DNA methylation changes in human testicular cancer.

We previously reported an X/Y imbalance with a relative excess of X- and a relative deficiency of Y-chromosomal DNA in three out of nine testicular tumors of germ cell origin. To study the implications of those changes the methylation status of DNA from seven of the tumors was explored by HpaII/MspI analysis. The 5' regions of the hypoxanthine phosphoribosyltransferase (HPRT) and the phosphoglycerate kinase (PGK) gene loci exhibited main patterns suggestive of active X chromosomes in the tumors. However, a minority of the HPRT loci of one teratocarcinoma with an increased dosage of the X chromosome, as well as one additional teratocarcinoma, revealed patterns analogous to inactive X chromosomes in females. Using probes from several chromosomes it was subsequently found that the teratocarcinoma tumors (3/3) were characterized by generalized hypermethylation.

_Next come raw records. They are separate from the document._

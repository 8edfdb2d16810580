//! Dependency initialization and wiring for the movies ETL.

use std::sync::Arc;
use std::time::Duration;

use movies_etl_repository::opensearch::IndexConfig;
use movies_etl_repository::{
    CatalogRepository, CheckpointStore, JsonFileCheckpointStore, OpenSearchProvider,
    PostgresCatalogRepository, SearchIndexProvider,
};
use sqlx::postgres::PgPoolOptions;
use tokio::time::sleep;
use tracing::{info, info_span, warn};

use crate::checkpoint::{CheckpointWriter, WatermarkKeys};
use crate::config::settings::{ConnectionMode, EtlConfig};
use crate::enricher::Enricher;
use crate::extractor::Extractor;
use crate::loader::Indexer;
use crate::merger::Merger;
use crate::orchestrator::{Orchestrator, OrchestratorConfig};
use crate::processor::MovieTransformer;
use crate::stats::PipelineStats;
use crate::IndexingError;

/// Container for all initialized dependencies.
pub struct Dependencies {
    /// The configured orchestrator ready to run.
    pub orchestrator: Orchestrator,
}

/// Wire the stage chain on top of the given collaborators.
///
/// Every stage gets its own span and all stages share one set of counters.
pub fn build_pipeline(
    catalog: Arc<dyn CatalogRepository>,
    provider: Arc<dyn SearchIndexProvider>,
    checkpoint_store: Arc<dyn CheckpointStore>,
    keys: WatermarkKeys,
    page_size: usize,
    orchestrator_config: OrchestratorConfig,
) -> Orchestrator {
    let stats = Arc::new(PipelineStats::default());

    let checkpoints = Arc::new(CheckpointWriter::new(
        checkpoint_store,
        keys,
        stats.clone(),
        info_span!("checkpoint_writer"),
    ));
    let indexer = Indexer::new(provider, stats.clone(), info_span!("indexer"));
    let transformer = MovieTransformer::new(indexer, info_span!("transformer"));
    let merger = Merger::new(
        catalog.clone(),
        transformer,
        page_size,
        stats.clone(),
        info_span!("merger"),
    );
    let enricher = Enricher::new(
        catalog.clone(),
        merger,
        page_size,
        stats.clone(),
        info_span!("enricher"),
    );
    let extractor = Extractor::new(
        catalog,
        enricher,
        checkpoints.clone(),
        page_size,
        stats.clone(),
        info_span!("extractor"),
    );

    Orchestrator::new(
        extractor,
        checkpoints,
        stats,
        orchestrator_config,
        info_span!("orchestrator"),
    )
}

impl Dependencies {
    /// Initialize all dependencies from the loaded configuration.
    ///
    /// The PostgreSQL pool holds a single, lazily opened connection. The search
    /// index is provisioned before returning; see [`ConnectionMode`] for how
    /// an unreachable search engine is handled here.
    ///
    /// # Returns
    ///
    /// * `Ok(Dependencies)` - Initialized dependencies
    /// * `Err(IndexingError)` - If initialization fails (only in fail-fast mode
    ///   for search engine errors)
    pub async fn new(config: &EtlConfig) -> Result<Self, IndexingError> {
        info!(
            db_host = %config.database.get_host(),
            db_port = config.database.get_port(),
            db_schema = %config.db_schema,
            search_url = %config.search_url,
            index_name = %config.index_name,
            page_size = config.page_size,
            checkpoint_keying = ?config.checkpoint_keying,
            connection_mode = ?config.connection_mode,
            "Initializing dependencies"
        );

        let index_config = match &config.index_schema_path {
            Some(path) => IndexConfig::from_schema_file(config.index_name.clone(), path)
                .await
                .map_err(|e| IndexingError::config(format!("Failed to load index schema: {}", e)))?,
            None => IndexConfig::new(config.index_name.clone()),
        };

        let search_provider = Self::connect_to_opensearch(
            &config.search_url,
            index_config,
            config.connection_mode,
            config.connection_retry_interval,
        )
        .await?;

        info!(index_name = %search_provider.index_name(), "Search index ready");

        let pool = PgPoolOptions::new()
            .max_connections(1)
            .connect_lazy_with(config.database.clone());
        let catalog = PostgresCatalogRepository::new(pool, config.db_schema.clone())
            .map_err(|e| IndexingError::config(format!("Invalid catalog schema: {}", e)))?;

        let checkpoint_store = JsonFileCheckpointStore::open(&config.state_path)
            .await
            .map_err(|e| {
                IndexingError::config(format!("Failed to open checkpoint store: {}", e))
            })?;
        info!(state_path = %checkpoint_store.path().display(), "Checkpoint store ready");

        let orchestrator = build_pipeline(
            Arc::new(catalog),
            Arc::new(search_provider),
            Arc::new(checkpoint_store),
            WatermarkKeys::new(config.state_key.clone(), config.checkpoint_keying),
            config.page_size,
            OrchestratorConfig {
                refresh_interval: config.refresh_interval,
                retry_delay: config.retry_delay,
                max_attempts: config.retry_max_attempts,
            },
        );

        Ok(Self { orchestrator })
    }

    /// Provision the index with retry logic based on connection mode.
    async fn connect_to_opensearch(
        url: &str,
        index_config: IndexConfig,
        mode: ConnectionMode,
        retry_interval: Duration,
    ) -> Result<OpenSearchProvider, IndexingError> {
        loop {
            match Self::try_connect_opensearch(url, index_config.clone()).await {
                Ok(provider) => return Ok(provider),
                Err(e) => match mode {
                    ConnectionMode::FailFast => return Err(e),
                    ConnectionMode::Retry => {
                        warn!(
                            search_url = %url,
                            error = %e,
                            retry_interval_secs = retry_interval.as_secs(),
                            "Failed to provision search index, retrying..."
                        );
                        sleep(retry_interval).await;
                    }
                },
            }
        }
    }

    /// Create the provider and make sure the index exists.
    async fn try_connect_opensearch(
        url: &str,
        index_config: IndexConfig,
    ) -> Result<OpenSearchProvider, IndexingError> {
        let search_provider = OpenSearchProvider::new(url, index_config)
            .await
            .map_err(|e| {
                IndexingError::config(format!("Failed to create OpenSearch provider: {}", e))
            })?;

        search_provider
            .ensure_index_exists()
            .await
            .map_err(|e| IndexingError::config(format!("Failed to ensure index exists: {}", e)))?;

        Ok(search_provider)
    }
}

On the contrary, the seminomas showed variable hypomethylation (4/5) or virtually complete demethylation (1/5). The seminoma with the most extensive hypomethylation was disseminated (stage III), whereas the other seminomas were local (stage I). These findings suggest that DNA methylation may play a role in the developmental pathways leading to different histologic types of testicular tumors of germ cell origin. The HPRT results imply that the consequences of extra X chromosomes--a frequent finding in testicular tumors--may be modulated by mechanisms, such as DNA methylation, that control gene activity.